== AVAILABLE DATA ==

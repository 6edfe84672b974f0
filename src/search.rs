//! Hybrid retrieval: vector similarity + BM25, merged and re-ranked.
//!
//! For each target collection the retriever over-fetches
//! `top_k * overfetch_factor` candidates from both the vector channel and
//! the keyword channel, scores the union with BM25, min-max normalizes the
//! semantic and lexical distributions independently, and combines them:
//!
//! ```text
//! score = alpha * semantic + (1 - alpha) * lexical + recency
//! recency = recency_weight * 0.5 ^ (age_days / half_life_days)
//! ```
//!
//! Candidates that only the keyword channel returned get a semantic score
//! of 0. The vector channel only compares against entries embedded under
//! the provider's cache namespace. When the query embedding fails, or no
//! matching entry was embedded by the current model, the vector channel is
//! skipped, `alpha` is treated as 0 and the result is flagged `degraded`.

use std::cmp::Ordering;
use std::collections::HashMap;
use std::sync::Arc;

use serde::Serialize;
use tracing::{debug, warn};

use crate::config::RetrievalConfig;
use crate::embedding::{embed_query, EmbeddingProvider};
use crate::error::Result;
use crate::lexical;
use crate::models::{Collection, Platform, StoredEntry};
use crate::store::{Hit, MetadataFilter, VectorIndex};

const SECS_PER_DAY: f64 = 86_400.0;

/// Per-signal contributions to a result's final score.
#[derive(Debug, Clone, Copy, Default, PartialEq, Serialize)]
pub struct ScoreBreakdown {
    /// Normalized semantic score; `None` when the vector channel did not
    /// return this entry (or was unavailable).
    pub semantic: Option<f64>,
    pub lexical: f64,
    pub recency: f64,
}

#[derive(Debug, Clone, PartialEq, Serialize)]
pub struct RetrievedChunk {
    pub entry: StoredEntry,
    pub score: f64,
    pub breakdown: ScoreBreakdown,
}

#[derive(Debug, Clone, Default, PartialEq, Serialize)]
pub struct Retrieval {
    pub results: Vec<RetrievedChunk>,
    /// True when the semantic channel was skipped because the query could
    /// not be embedded.
    pub degraded: bool,
    #[serde(skip_serializing_if = "Option::is_none")]
    pub degraded_reason: Option<String>,
}

pub struct HybridRetriever {
    index: Arc<dyn VectorIndex>,
    provider: Arc<dyn EmbeddingProvider>,
    params: RetrievalConfig,
    now: Option<i64>,
}

impl HybridRetriever {
    pub fn new(
        index: Arc<dyn VectorIndex>,
        provider: Arc<dyn EmbeddingProvider>,
        params: RetrievalConfig,
    ) -> Self {
        Self {
            index,
            provider,
            params,
            now: None,
        }
    }

    /// Pin the reference time used by the recency boost (Unix seconds).
    pub fn at_time(mut self, now: i64) -> Self {
        self.now = Some(now);
        self
    }

    pub fn params(&self) -> &RetrievalConfig {
        &self.params
    }

    /// Retrieve from the configured collections.
    pub async fn retrieve(
        &self,
        query: &str,
        top_k: usize,
        platform: Option<Platform>,
    ) -> Result<Retrieval> {
        let collections = self.params.collections.clone();
        self.retrieve_in(query, top_k, platform, &collections).await
    }

    /// Retrieve from an explicit set of collections, one index query each.
    pub async fn retrieve_in(
        &self,
        query: &str,
        top_k: usize,
        platform: Option<Platform>,
        collections: &[Collection],
    ) -> Result<Retrieval> {
        self.retrieve_filtered(query, top_k, &MetadataFilter::platform(platform), collections)
            .await
    }

    /// Search the `code` collection, optionally restricted to one fence
    /// language (case-insensitive).
    pub async fn search_code(
        &self,
        query: &str,
        top_k: usize,
        language: Option<&str>,
        platform: Option<Platform>,
    ) -> Result<Retrieval> {
        let filter = MetadataFilter::platform(platform).with_language(language);
        self.retrieve_filtered(query, top_k, &filter, &[Collection::Code])
            .await
    }

    async fn retrieve_filtered(
        &self,
        query: &str,
        top_k: usize,
        filter: &MetadataFilter,
        collections: &[Collection],
    ) -> Result<Retrieval> {
        if query.trim().is_empty() || top_k == 0 || collections.is_empty() {
            return Ok(Retrieval::default());
        }

        let mut indexed = 0u64;
        for c in collections {
            indexed += self.index.stats(*c).await?.count;
        }
        if indexed == 0 {
            debug!("index is empty; nothing to retrieve");
            return Ok(Retrieval::default());
        }

        let (query_vec, mut degraded_reason) = match embed_query(self.provider.as_ref(), query).await {
            Ok(v) => (Some(v), None),
            Err(e) => {
                warn!(error = %e, "query embedding failed; falling back to lexical retrieval");
                (None, Some(e.to_string()))
            }
        };

        let fetch_k = top_k.saturating_mul(self.params.overfetch_factor.max(1));
        let namespace = self.provider.cache_namespace();

        let mut vector_hits: Vec<Hit> = Vec::new();
        let mut keyword_hits: Vec<Hit> = Vec::new();
        for c in collections {
            if let Some(ref v) = query_vec {
                vector_hits.extend(self.index.query(*c, v, &namespace, fetch_k, filter).await?);
            }
            keyword_hits.extend(
                self.index
                    .keyword_candidates(*c, query, fetch_k, filter)
                    .await?,
            );
        }
        debug!(
            vector = vector_hits.len(),
            keyword = keyword_hits.len(),
            "retrieval candidates"
        );

        // Entries exist but none carry a vector from this model.
        if query_vec.is_some() && vector_hits.is_empty() && !keyword_hits.is_empty() {
            warn!(model = %namespace, "no entries embedded with the current model; using keyword matching");
            degraded_reason = Some(format!(
                "no indexed entries were embedded with {}; re-ingest to enable semantic search",
                namespace
            ));
        }

        let alpha = if degraded_reason.is_none() {
            self.params.hybrid_alpha
        } else {
            0.0
        };
        let now = self.now.unwrap_or_else(|| chrono::Utc::now().timestamp());

        let mut results = self.rerank(query, vector_hits, keyword_hits, alpha, now);
        results.truncate(top_k);

        Ok(Retrieval {
            results,
            degraded: degraded_reason.is_some(),
            degraded_reason,
        })
    }

    fn rerank(
        &self,
        query: &str,
        vector_hits: Vec<Hit>,
        keyword_hits: Vec<Hit>,
        alpha: f64,
        now: i64,
    ) -> Vec<RetrievedChunk> {
        let vector_norm = normalize_scores(&vector_hits.iter().map(|h| h.score).collect::<Vec<_>>());

        // Union keyed by entry identity; the vector channel wins on overlap.
        let mut order: Vec<CandidateKey> = Vec::new();
        let mut pool: HashMap<CandidateKey, (StoredEntry, Option<f64>)> = HashMap::new();
        for (hit, norm) in vector_hits.into_iter().zip(vector_norm) {
            let key = candidate_key(&hit.entry);
            if !pool.contains_key(&key) {
                order.push(key.clone());
                pool.insert(key, (hit.entry, Some(norm)));
            }
        }
        for hit in keyword_hits {
            let key = candidate_key(&hit.entry);
            if !pool.contains_key(&key) {
                order.push(key.clone());
                pool.insert(key, (hit.entry, None));
            }
        }

        let candidates: Vec<(StoredEntry, Option<f64>)> =
            order.iter().filter_map(|k| pool.remove(k)).collect();

        let texts: Vec<&str> = candidates.iter().map(|(e, _)| e.text.as_str()).collect();
        let lexical_norm = normalize_scores(&lexical::bm25_scores(query, &texts));

        let mut results: Vec<RetrievedChunk> = candidates
            .into_iter()
            .zip(lexical_norm)
            .map(|((entry, semantic), lexical)| {
                let recency = self.recency_boost(entry.metadata.timestamp, now);
                let score = alpha * semantic.unwrap_or(0.0) + (1.0 - alpha) * lexical + recency;
                RetrievedChunk {
                    entry,
                    score,
                    breakdown: ScoreBreakdown {
                        semantic,
                        lexical,
                        recency,
                    },
                }
            })
            .collect();

        results.sort_by(compare_results);
        results
    }

    /// Exponential decay in `[0, recency_weight]`; future timestamps count
    /// as age zero.
    fn recency_boost(&self, timestamp: i64, now: i64) -> f64 {
        if self.params.recency_weight <= 0.0 {
            return 0.0;
        }
        let age_days = (now - timestamp).max(0) as f64 / SECS_PER_DAY;
        self.params.recency_weight * 0.5f64.powf(age_days / self.params.recency_half_life_days)
    }
}

type CandidateKey = (Collection, Platform, String, String);

fn candidate_key(entry: &StoredEntry) -> CandidateKey {
    (
        entry.metadata.collection,
        entry.metadata.platform,
        entry.metadata.conversation_id.clone(),
        entry.content_hash.clone(),
    )
}

fn compare_results(a: &RetrievedChunk, b: &RetrievedChunk) -> Ordering {
    b.score
        .partial_cmp(&a.score)
        .unwrap_or(Ordering::Equal)
        .then(b.entry.metadata.timestamp.cmp(&a.entry.metadata.timestamp))
        .then(a.entry.content_hash.cmp(&b.entry.content_hash))
        .then(a.entry.metadata.platform.cmp(&b.entry.metadata.platform))
        .then(
            a.entry
                .metadata
                .conversation_id
                .cmp(&b.entry.metadata.conversation_id),
        )
}

/// Min-max normalize to `[0, 1]`. A distribution with no spread maps to 1.0.
pub fn normalize_scores(scores: &[f64]) -> Vec<f64> {
    if scores.is_empty() {
        return Vec::new();
    }

    let s_min = scores.iter().copied().fold(f64::INFINITY, f64::min);
    let s_max = scores.iter().copied().fold(f64::NEG_INFINITY, f64::max);

    scores
        .iter()
        .map(|s| {
            if (s_max - s_min).abs() < f64::EPSILON {
                1.0
            } else {
                (s - s_min) / (s_max - s_min)
            }
        })
        .collect()
}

===

■ **THE PROBLEM**
Where a line in the records above contains the word "extend", copy that line.

■ **RESPONSE**
                vector_hits.extend(self.index.query(*c, v, &namespace, fetch_k, filter).await?);
            keyword_hits.extend(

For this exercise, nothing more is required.